Ainda em relação à opção de McCreery por uma história do “trabalho” (work history) em oposição a uma história do “movimento trabalhista” (labor history), deve-se acrescentar que a distinção não faz sentido em espanhol ou português, ou seja, na perspectiva das estruturas linguísticas que moldaram o universo cultural no qual a maioria dos povos latino-americanos se integrou à noção ocidental de trabalho ou emprego. É claro que, apesar desse limite em nossas ferramentas conceituais, os latino-americanos são capazes de entender a distinção entre, por um lado, a generalizada experiência social de sobrevivência em condições de exploração e, de outro, as estruturas institucionais envolvendo organizações representativas, a política, o estado e a lei.

McCreery está claramente ciente da interação entre ambos os aspectos da problemática trabalho/movimento dos trabalhadores, especialmente em sua análise do período colonial, onde enfatiza tanto as formas pelas quais o trabalho na América Latina era regulado pelos impérios espanhol e português, quanto as estratégias criadas por diferentes tipos de trabalhadores para resistir à opressão e negociar por melhores condições de vida e de trabalho. No entanto, o autor apresenta uma clara tendência a entender a participação política e a construção de organizações formalizadas como se fossem externas à experiência da classe trabalhadora (movimento trabalhista, não trabalho).

À medida que a narrativa se aproxima do século XX, essa dissociação provoca a reprodução de alguns estereótipos básicos típicos dos relatos clássicos nos quais os trabalhadores desempenham um papel passivo nas histórias nacionais e regionais. Os migrantes internos, nos diz McCreery, trouxeram para as metrópoles latino-americanas “ideias rurais tradicionais de deferência, hierarquia e paternalismo” (p.147), que foram exploradas em grande escala por líderes populistas carismáticos. Seria ingênuo negar que submissão, manipulação e acomodação são, em certa medida, parte da experiência dos trabalhadores latino-americanos. Mas os resultados dos extraordinários processos de industrialização e urbanização da região e a incorporação das massas na política moderna não podem simplesmente se reduzir a isso, como preconiza teoria do populismo, hoje desmoralizada academicamente.

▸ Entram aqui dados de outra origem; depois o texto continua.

//! # docqa CLI
//!
//! The `docqa` binary talks to a document Q&A backend. One-shot commands
//! cover a single action each; `docqa chat` opens an interactive session.
//!
//! ## Usage
//!
//! ```bash
//! docqa --config ./config/docqa.toml <command>
//! ```
//!
//! ## Commands
//!
//! | Command | Description |
//! |---------|-------------|
//! | `docqa health` | Check that the backend is reachable |
//! | `docqa login --email <E>` | Sign in and save the session |
//! | `docqa register --name <N> --email <E>` | Create an account |
//! | `docqa logout` | Forget the saved session |
//! | `docqa whoami` | Show the signed-in profile |
//! | `docqa upload <PATH>` | Upload a document, print its id |
//! | `docqa ask --document <ID> "<question>"` | Ask one question |
//! | `docqa documents` | List uploaded documents |
//! | `docqa history` | List past questions |
//! | `docqa chat` | Interactive session |
//!
//! ## Examples
//!
//! ```bash
//! docqa login --email ada@example.com
//! docqa upload ./report.pdf
//! docqa ask --document 12 "What are the main conclusions?"
//! docqa chat --api-url http://qa.internal:8000
//! ```

use clap::{Parser, Subcommand};
use std::path::PathBuf;
use tracing_subscriber::EnvFilter;

use docqa::context::{AppContext, Outcome};
use docqa::models::{ActiveDocument, DocumentId, Speaker};
use docqa::upload::UploadFile;
use docqa::{auth, chat, config, health, library, repl, upload};

/// docqa — terminal client for a document question-answering service.
///
/// All commands accept a `--config` flag pointing to a TOML configuration
/// file. A missing file means defaults (backend on localhost:8000).
#[derive(Parser)]
#[command(
    name = "docqa",
    about = "docqa — terminal client for a document question-answering service",
    version
)]
struct Cli {
    /// Path to configuration file (TOML).
    #[arg(long, global = true, default_value = "./config/docqa.toml")]
    config: PathBuf,

    /// Backend base URL; overrides `api.base_url` and `DOCQA_API_URL`.
    #[arg(long, global = true)]
    api_url: Option<String>,

    /// Keep the session in memory only; nothing is read from or written to disk.
    #[arg(long, global = true)]
    ephemeral: bool,

    /// Debug logging on stderr (same as `RUST_LOG=docqa=debug`).
    #[arg(short, long, global = true)]
    verbose: bool,

    #[command(subcommand)]
    command: Commands,
}

#[derive(Subcommand)]
enum Commands {
    /// Check that the backend answers `/health` with `healthy`.
    Health,

    /// Sign in. The session is saved for later commands.
    Login {
        #[arg(long)]
        email: String,
        /// Read interactively when omitted.
        #[arg(long)]
        password: Option<String>,
    },

    /// Create an account. Does not sign in.
    Register {
        /// Full name shown in the greeting.
        #[arg(long)]
        name: String,
        #[arg(long)]
        email: String,
        /// Read interactively when omitted.
        #[arg(long)]
        password: Option<String>,
    },

    /// Forget the saved session.
    Logout,

    /// Show the signed-in user's profile.
    Whoami,

    /// Upload a document and print the id the backend assigned.
    Upload {
        path: PathBuf,
    },

    /// Ask one question about a previously uploaded document.
    Ask {
        /// Document id, as printed by `upload` or listed by `documents`.
        #[arg(long)]
        document: String,
        question: String,
    },

    /// List documents you have uploaded.
    Documents,

    /// List questions you have asked.
    History,

    /// Start an interactive session.
    Chat,
}

fn init_tracing(verbose: bool) {
    let filter = EnvFilter::try_from_default_env().unwrap_or_else(|_| {
        EnvFilter::new(if verbose { "docqa=debug" } else { "warn" })
    });
    tracing_subscriber::fmt()
        .with_env_filter(filter)
        .with_writer(std::io::stderr)
        .with_target(false)
        .init();
}

fn read_password() -> anyhow::Result<String> {
    repl::read_secret("password")?.ok_or_else(|| anyhow::anyhow!("A password is required"))
}

fn exit_on_failure(outcome: Outcome) {
    if !outcome.is_success() {
        std::process::exit(1);
    }
}

#[tokio::main]
async fn main() -> anyhow::Result<()> {
    let cli = Cli::parse();
    init_tracing(cli.verbose);

    let cfg = config::load_config(&cli.config)?.with_api_override(cli.api_url.clone())?;
    let notifier = cfg.ui.notify_mode().notifier();
    let mut ctx = AppContext::from_config(&cfg, notifier, cli.ephemeral)?;

    match cli.command {
        Commands::Health => {
            if !health::check_health(&ctx).await {
                std::process::exit(1);
            }
            println!("healthy");
        }
        Commands::Login { email, password } => {
            let password = match password {
                Some(p) => p,
                None => read_password()?,
            };
            exit_on_failure(auth::login(&mut ctx, &email, &password).await);
        }
        Commands::Register {
            name,
            email,
            password,
        } => {
            let password = match password {
                Some(p) => p,
                None => read_password()?,
            };
            exit_on_failure(auth::register(&mut ctx, &name, &email, &password).await);
        }
        Commands::Logout => {
            exit_on_failure(auth::logout(&mut ctx));
        }
        Commands::Whoami => {
            exit_on_failure(auth::whoami(&mut ctx).await);
            if let Some(identity) = ctx.session.identity() {
                println!("email:     {}", identity.email);
                println!(
                    "full_name: {}",
                    identity.full_name.as_deref().unwrap_or("(not set)")
                );
            }
        }
        Commands::Upload { path } => {
            if let Err(outcome) = upload::ensure_signed_in(&mut ctx) {
                exit_on_failure(outcome);
            }
            let file = UploadFile::read(&path).await?;
            exit_on_failure(upload::upload(&mut ctx, file).await);
            if let Some(doc) = &ctx.document {
                println!("{}", doc.id);
            }
        }
        Commands::Ask { document, question } => {
            ctx.document = Some(ActiveDocument {
                id: DocumentId::parse(&document),
                display_name: document.clone(),
            });
            let outcome = chat::ask(&mut ctx, &question).await;
            if let Some(turn) = ctx
                .transcript
                .turns()
                .last()
                .filter(|t| t.speaker == Speaker::Assistant)
            {
                println!("{}", turn.text);
            }
            exit_on_failure(outcome);
        }
        Commands::Documents => match library::list_documents(&mut ctx).await {
            Ok(docs) => print!("{}", library::format_documents(&docs)),
            Err(outcome) => exit_on_failure(outcome),
        },
        Commands::History => match library::question_history(&mut ctx).await {
            Ok(records) => print!("{}", library::format_history(&records)),
            Err(outcome) => exit_on_failure(outcome),
        },
        Commands::Chat => {
            repl::run_chat(&mut ctx, cfg.ui.health_check).await?;
        }
    }

    Ok(())
}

Um dos efeitos mais poderosos do livro de McCreery é o de oferecer uma visão panorâmica das dimensões catastróficas assumidas pela opressão política e econômica diretamente associadas aos sistemas de controle dos trabalhadores impostos sobre os povos latino-americanos. Ele não fornece, na mesma medida, uma visão geral de como através de suas lutas, os trabalhadores, mesmo quando derrotados em seus objetivos finais, conseguiram discutir os significados do trabalho dentro de suas sociedades e construir identidades coletivas baseadas nos valores e símbolos que eles escolheram para atribuir às suas experiências políticas e sociais.

É verdade que muitas vezes essa “consciência de classe” não se encaixou em modelos de esquerda, e às vezes até mesmo as doutrinas nas quais as esperanças de mudança estrutural se baseiam na ação política dos trabalhadores têm tido dificuldades em estabelecer um diálogo com eles. De qualquer forma, sustentar que o anarquismo, em qualquer momento, foi “tão eficaz quanto os espiões da polícia em dividir e enfraquecer a solidariedade dos trabalhadores” (p. 133) ou que comunistas “na maioria dos países latino-americanos tiveram um papel pouco significativo na organização dos trabalhadores” (p. 141) contradiz fatos já bem demonstrados por muitas pesquisas. Também é totalmente injusto com milhares de ativistas que têm dedicado, e às vezes sacrificado suas vidas defendendo os direitos dos trabalhadores.

Há uma grande lacuna entre a experiência do trabalho na maldição bíblica referida pelo título do livro e as esperanças revolucionárias com as quais McCreery conclui. Transcendê-la é uma tarefa primordial para os trabalhadores latino-americanos e suas organizações. Escrever uma história do trabalhismo capaz de abranger todas as complexidades desse processo representa um desafio para muitos especialistas. O estímulo fornecido por este livro para o desenvolvimento da pesquisa e do debate na área torna-o indispensável para quem nutre uma ou ambas as inquietações.